What follows is a block of records; reproduce all of it verbatim.
==== Provided entries
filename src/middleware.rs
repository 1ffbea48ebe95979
pub mod auth;
pub mod tenancy;
// src/db/store.rs

use std::cmp::Ordering;
use std::fmt;

use async_trait::async_trait;
use serde::{de::DeserializeOwned, Deserialize, Serialize};
use serde_json::{Map, Value};
use tokio::sync::broadcast;
use utoipa::ToSchema;

use crate::{common::error::AppError, models::tenancy::TenantScope};

/// Um documento: objeto JSON de primeiro nível.
pub type Document = Map<String, Value>;

// Segmento fixo entre o escopo e o nome da coleção: {escopo}/data/{coleção}
const DATA_SEGMENT: &str = "data";
const USERS_COLLECTION: &str = "users";

// =========================================================================
//  CAMINHOS
// =========================================================================

#[derive(Debug, Clone, Copy, PartialEq, Eq, Hash, Serialize, Deserialize, ToSchema)]
#[serde(rename_all = "lowercase")]
pub enum Collection {
    Clientes,
    Operacoes,
}

impl Collection {
    pub fn as_str(&self) -> &'static str {
        match self {
            Collection::Clientes => "clientes",
            Collection::Operacoes => "operacoes",
        }
    }
}

#[derive(Debug, Clone, PartialEq, Eq, Hash)]
pub struct CollectionPath(String);

impl CollectionPath {
    pub fn scoped(scope: &TenantScope, collection: Collection) -> Self {
        Self(format!("{}/{}/{}", scope.id(), DATA_SEGMENT, collection.as_str()))
    }

    /// Coleção raiz com os perfis de usuário (fora de qualquer escopo)
    pub fn users() -> Self {
        Self(USERS_COLLECTION.to_string())
    }

    /// Caminho já montado, como chega nas notificações do Postgres
    pub(crate) fn from_raw(raw: impl Into<String>) -> Self {
        Self(raw.into())
    }

    pub fn as_str(&self) -> &str {
        &self.0
    }
}

impl fmt::Display for CollectionPath {
    fn fmt(&self, f: &mut fmt::Formatter<'_>) -> fmt::Result {
        f.write_str(&self.0)
    }
}

// =========================================================================
//  DOCUMENTOS
// =========================================================================

#[derive(Debug, Clone, PartialEq)]
pub struct StoredDocument {
    pub id: String,
    pub data: Document,
}

impl StoredDocument {
    pub fn decode<T: DeserializeOwned>(self) -> Result<T, AppError> {
        Ok(serde_json::from_value(Value::Object(self.data))?)
    }
}

pub fn to_document<T: Serialize>(value: &T) -> Result<Document, AppError> {
    match serde_json::to_value(value)? {
        Value::Object(map) => Ok(map),
        other => Err(AppError::InternalServerError(anyhow::anyhow!(
            "documento precisa ser um objeto JSON, recebido: {}",
            other
        ))),
    }
}

// =========================================================================
//  CONSULTAS
// =========================================================================

#[derive(Debug, Clone, Copy, PartialEq, Eq)]
pub enum FilterOp {
    Eq,
    Gte,
    Lte,
}

#[derive(Debug, Clone, PartialEq)]
pub struct Filter {
    pub field: String,
    pub op: FilterOp,
    pub value: Value,
}

impl Filter {
    pub fn matches(&self, doc: &Document) -> bool {
        let Some(actual) = doc.get(&self.field) else {
            return false;
        };
        match self.op {
            FilterOp::Eq => {
                actual == &self.value || compare(actual, &self.value) == Some(Ordering::Equal)
            }
            FilterOp::Gte => matches!(
                compare(actual, &self.value),
                Some(Ordering::Greater | Ordering::Equal)
            ),
            FilterOp::Lte => matches!(
                compare(actual, &self.value),
                Some(Ordering::Less | Ordering::Equal)
            ),
        }
    }
}

// Números comparam numericamente e strings lexicograficamente; tipos diferentes não comparam.
fn compare(a: &Value, b: &Value) -> Option<Ordering> {
    match (a, b) {
        (Value::Number(x), Value::Number(y)) => x.as_f64()?.partial_cmp(&y.as_f64()?),
        (Value::String(x), Value::String(y)) => Some(x.cmp(y)),
        (Value::Bool(x), Value::Bool(y)) => Some(x.cmp(y)),
        _ => None,
    }
}

#[derive(Debug, Clone, PartialEq)]
pub struct Query {
    pub collection: CollectionPath,
    pub filters: Vec<Filter>,
}

impl Query {
    pub fn new(collection: CollectionPath) -> Self {
        Self {
            collection,
            filters: Vec::new(),
        }
    }

    fn push(mut self, field: &str, op: FilterOp, value: impl Into<Value>) -> Self {
        self.filters.push(Filter {
            field: field.to_string(),
            op,
            value: value.into(),
        });
        self
    }

    pub fn where_eq(self, field: &str, value: impl Into<Value>) -> Self {
        self.push(field, FilterOp::Eq, value)
    }

    pub fn where_gte(self, field: &str, value: impl Into<Value>) -> Self {
        self.push(field, FilterOp::Gte, value)
    }

    pub fn where_lte(self, field: &str, value: impl Into<Value>) -> Self {
        self.push(field, FilterOp::Lte, value)
    }

    pub fn matches(&self, doc: &Document) -> bool {
        self.filters.iter().all(|f| f.matches(doc))
    }
}

// =========================================================================
//  O BANCO DE DOCUMENTOS
// =========================================================================

/// Banco hierárquico de documentos JSON.
///
/// Toda escrita avisa no canal de `changes()` qual coleção mudou; é isso que
/// alimenta as consultas ao vivo de [`crate::db::live`].
#[async_trait]
pub trait DocumentStore: Send + Sync {
    /// Grava um novo documento. O banco gera o id e o escreve no campo `id`
    /// do próprio documento na mesma escrita.
    async fn insert(&self, collection: &CollectionPath, data: Document)
        -> Result<StoredDocument, AppError>;

    /// Grava (ou substitui) um documento com id conhecido.
    async fn set(&self, collection: &CollectionPath, id: &str, data: Document)
        -> Result<StoredDocument, AppError>;

    async fn get(&self, collection: &CollectionPath, id: &str)
        -> Result<Option<StoredDocument>, AppError>;

    async fn list(&self, collection: &CollectionPath) -> Result<Vec<StoredDocument>, AppError>;

    async fn query(&self, query: &Query) -> Result<Vec<StoredDocument>, AppError>;

    /// Sobrescreve os campos de primeiro nível informados. `Ok(None)` se o documento não existe.
    async fn update(&self, collection: &CollectionPath, id: &str, fields: Document)
        -> Result<Option<StoredDocument>, AppError>;

    /// `true` se havia algo para apagar.
    async fn delete(&self, collection: &CollectionPath, id: &str) -> Result<bool, AppError>;

    fn changes(&self) -> broadcast::Receiver<CollectionPath>;
}
// src/models/dashboard.rs

use serde::{Deserialize, Serialize};
use utoipa::{IntoParams, ToSchema};

// Card "Clientes (mês)" / "Operações (mês)"
#[derive(Debug, Clone, Copy, PartialEq, Eq, Serialize, ToSchema)]
#[serde(rename_all = "camelCase")]
pub struct MonthlySummary {
    pub soma_this_month: usize,
    pub soma_last_month: usize,
    /// Variação percentual arredondada; 0 quando o mês anterior está vazio
    pub diferenca_percentual: i64,
}

impl MonthlySummary {
    pub fn new(current: usize, previous: usize) -> Self {
        Self {
            soma_this_month: current,
            soma_last_month: previous,
            diferenca_percentual: percent_change(current, previous),
        }
    }
}

/// round((atual - anterior) / anterior * 100), com meio arredondando para cima.
/// Sem dados no mês anterior o resultado é 0 em vez de infinito.
pub fn percent_change(current: usize, previous: usize) -> i64 {
    if previous == 0 {
        return 0;
    }
    let ratio = (current as f64 - previous as f64) / previous as f64 * 100.0;
    (ratio + 0.5).floor() as i64
}

#[derive(Debug, Clone, Default, Deserialize, IntoParams)]
#[serde(rename_all = "camelCase")]
#[into_params(parameter_in = Query)]
pub struct MonthlyParams {
    /// Restringe a contagem aos registros criados por este colaborador
    pub collaborator_uid: Option<String>,
}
========
• Exercise answer:
filename src/middleware.rs
repository 1ffbea48ebe95979
pub mod auth;
pub mod tenancy;
// src/db/store.rs

use std::cmp::Ordering;
use std::fmt;

use async_trait::async_trait;
use serde::{de::DeserializeOwned, Deserialize, Serialize};
use serde_json::{Map, Value};
use tokio::sync::broadcast;
use utoipa::ToSchema;

use crate::{common::error::AppError, models::tenancy::TenantScope};

/// Um documento: objeto JSON de primeiro nível.
pub type Document = Map<String, Value>;

// Segmento fixo entre o escopo e o nome da coleção: {escopo}/data/{coleção}
const DATA_SEGMENT: &str = "data";
const USERS_COLLECTION: &str = "users";

// =========================================================================
//  CAMINHOS
// =========================================================================

#[derive(Debug, Clone, Copy, PartialEq, Eq, Hash, Serialize, Deserialize, ToSchema)]
#[serde(rename_all = "lowercase")]
pub enum Collection {
    Clientes,
    Operacoes,
}

impl Collection {
    pub fn as_str(&self) -> &'static str {
        match self {
            Collection::Clientes => "clientes",
            Collection::Operacoes => "operacoes",
        }
    }
}

#[derive(Debug, Clone, PartialEq, Eq, Hash)]
pub struct CollectionPath(String);

impl CollectionPath {
    pub fn scoped(scope: &TenantScope, collection: Collection) -> Self {
        Self(format!("{}/{}/{}", scope.id(), DATA_SEGMENT, collection.as_str()))
    }

    /// Coleção raiz com os perfis de usuário (fora de qualquer escopo)
    pub fn users() -> Self {
        Self(USERS_COLLECTION.to_string())
    }

    /// Caminho já montado, como chega nas notificações do Postgres
    pub(crate) fn from_raw(raw: impl Into<String>) -> Self {
        Self(raw.into())
    }

    pub fn as_str(&self) -> &str {
        &self.0
    }
}

impl fmt::Display for CollectionPath {
    fn fmt(&self, f: &mut fmt::Formatter<'_>) -> fmt::Result {
        f.write_str(&self.0)
    }
}

// =========================================================================
//  DOCUMENTOS
// =========================================================================

#[derive(Debug, Clone, PartialEq)]
pub struct StoredDocument {
    pub id: String,
    pub data: Document,
}

impl StoredDocument {
    pub fn decode<T: DeserializeOwned>(self) -> Result<T, AppError> {
        Ok(serde_json::from_value(Value::Object(self.data))?)
    }
}

pub fn to_document<T: Serialize>(value: &T) -> Result<Document, AppError> {
    match serde_json::to_value(value)? {
        Value::Object(map) => Ok(map),
        other => Err(AppError::InternalServerError(anyhow::anyhow!(
            "documento precisa ser um objeto JSON, recebido: {}",
            other
        ))),
    }
}

// =========================================================================
//  CONSULTAS
// =========================================================================

#[derive(Debug, Clone, Copy, PartialEq, Eq)]
pub enum FilterOp {
    Eq,
    Gte,
    Lte,
}

#[derive(Debug, Clone, PartialEq)]
pub struct Filter {
    pub field: String,
    pub op: FilterOp,
    pub value: Value,
}

impl Filter {
    pub fn matches(&self, doc: &Document) -> bool {
        let Some(actual) = doc.get(&self.field) else {
            return false;
        };
        match self.op {
            FilterOp::Eq => {
                actual == &self.value || compare(actual, &self.value) == Some(Ordering::Equal)
            }
            FilterOp::Gte => matches!(
                compare(actual, &self.value),
                Some(Ordering::Greater | Ordering::Equal)
            ),
            FilterOp::Lte => matches!(
                compare(actual, &self.value),
                Some(Ordering::Less | Ordering::Equal)
            ),
        }
    }
}

// Números comparam numericamente e strings lexicograficamente; tipos diferentes não comparam.
fn compare(a: &Value, b: &Value) -> Option<Ordering> {
    match (a, b) {
        (Value::Number(x), Value::Number(y)) => x.as_f64()?.partial_cmp(&y.as_f64()?),
        (Value::String(x), Value::String(y)) => Some(x.cmp(y)),
        (Value::Bool(x), Value::Bool(y)) => Some(x.cmp(y)),
        _ => None,
    }
}

#[derive(Debug, Clone, PartialEq)]
pub struct Query {
    pub collection: CollectionPath,
    pub filters: Vec<Filter>,
}

impl Query {
    pub fn new(collection: CollectionPath) -> Self {
        Self {
            collection,
            filters: Vec::new(),
        }
    }

    fn push(mut self, field: &str, op: FilterOp, value: impl Into<Value>) -> Self {
        self.filters.push(Filter {
            field: field.to_string(),
            op,
            value: value.into(),
        });
        self
    }

    pub fn where_eq(self, field: &str, value: impl Into<Value>) -> Self {
        self.push(field, FilterOp::Eq, value)
    }

    pub fn where_gte(self, field: &str, value: impl Into<Value>) -> Self {
        self.push(field, FilterOp::Gte, value)
    }

    pub fn where_lte(self, field: &str, value: impl Into<Value>) -> Self {
        self.push(field, FilterOp::Lte, value)
    }

    pub fn matches(&self, doc: &Document) -> bool {
        self.filters.iter().all(|f| f.matches(doc))
    }
}

// =========================================================================
//  O BANCO DE DOCUMENTOS
// =========================================================================

/// Banco hierárquico de documentos JSON.
///
/// Toda escrita avisa no canal de `changes()` qual coleção mudou; é isso que
/// alimenta as consultas ao vivo de [`crate::db::live`].
#[async_trait]
pub trait DocumentStore: Send + Sync {
    /// Grava um novo documento. O banco gera o id e o escreve no campo `id`
    /// do próprio documento na mesma escrita.
    async fn insert(&self, collection: &CollectionPath, data: Document)
        -> Result<StoredDocument, AppError>;

    /// Grava (ou substitui) um documento com id conhecido.
    async fn set(&self, collection: &CollectionPath, id: &str, data: Document)
        -> Result<StoredDocument, AppError>;

    async fn get(&self, collection: &CollectionPath, id: &str)
        -> Result<Option<StoredDocument>, AppError>;

    async fn list(&self, collection: &CollectionPath) -> Result<Vec<StoredDocument>, AppError>;

    async fn query(&self, query: &Query) -> Result<Vec<StoredDocument>, AppError>;

    /// Sobrescreve os campos de primeiro nível informados. `Ok(None)` se o documento não existe.
    async fn update(&self, collection: &CollectionPath, id: &str, fields: Document)
        -> Result<Option<StoredDocument>, AppError>;

    /// `true` se havia algo para apagar.
    async fn delete(&self, collection: &CollectionPath, id: &str) -> Result<bool, AppError>;

    fn changes(&self) -> broadcast::Receiver<CollectionPath>;
}
// src/models/dashboard.rs

use serde::{Deserialize, Serialize};
use utoipa::{IntoParams, ToSchema};

// Card "Clientes (mês)" / "Operações (mês)"
#[derive(Debug, Clone, Copy, PartialEq, Eq, Serialize, ToSchema)]
#[serde(rename_all = "camelCase")]
pub struct MonthlySummary {
    pub soma_this_month: usize,
    pub soma_last_month: usize,
    /// Variação percentual arredondada; 0 quando o mês anterior está vazio
    pub diferenca_percentual: i64,
}

impl MonthlySummary {
    pub fn new(current: usize, previous: usize) -> Self {
        Self {
            soma_this_month: current,
            soma_last_month: previous,
            diferenca_percentual: percent_change(current, previous),
        }
    }
}

/// round((atual - anterior) / anterior * 100), com meio arredondando para cima.
/// Sem dados no mês anterior o resultado é 0 em vez de infinito.
pub fn percent_change(current: usize, previous: usize) -> i64 {
    if previous == 0 {
        return 0;
    }
    let ratio = (current as f64 - previous as f64) / previous as f64 * 100.0;
    (ratio + 0.5).floor() as i64
}

#[derive(Debug, Clone, Default, Deserialize, IntoParams)]
#[serde(rename_all = "camelCase")]
#[into_params(parameter_in = Query)]
pub struct MonthlyParams {
    /// Restringe a contagem aos registros criados por este colaborador
    pub collaborator_uid: Option<String>,
}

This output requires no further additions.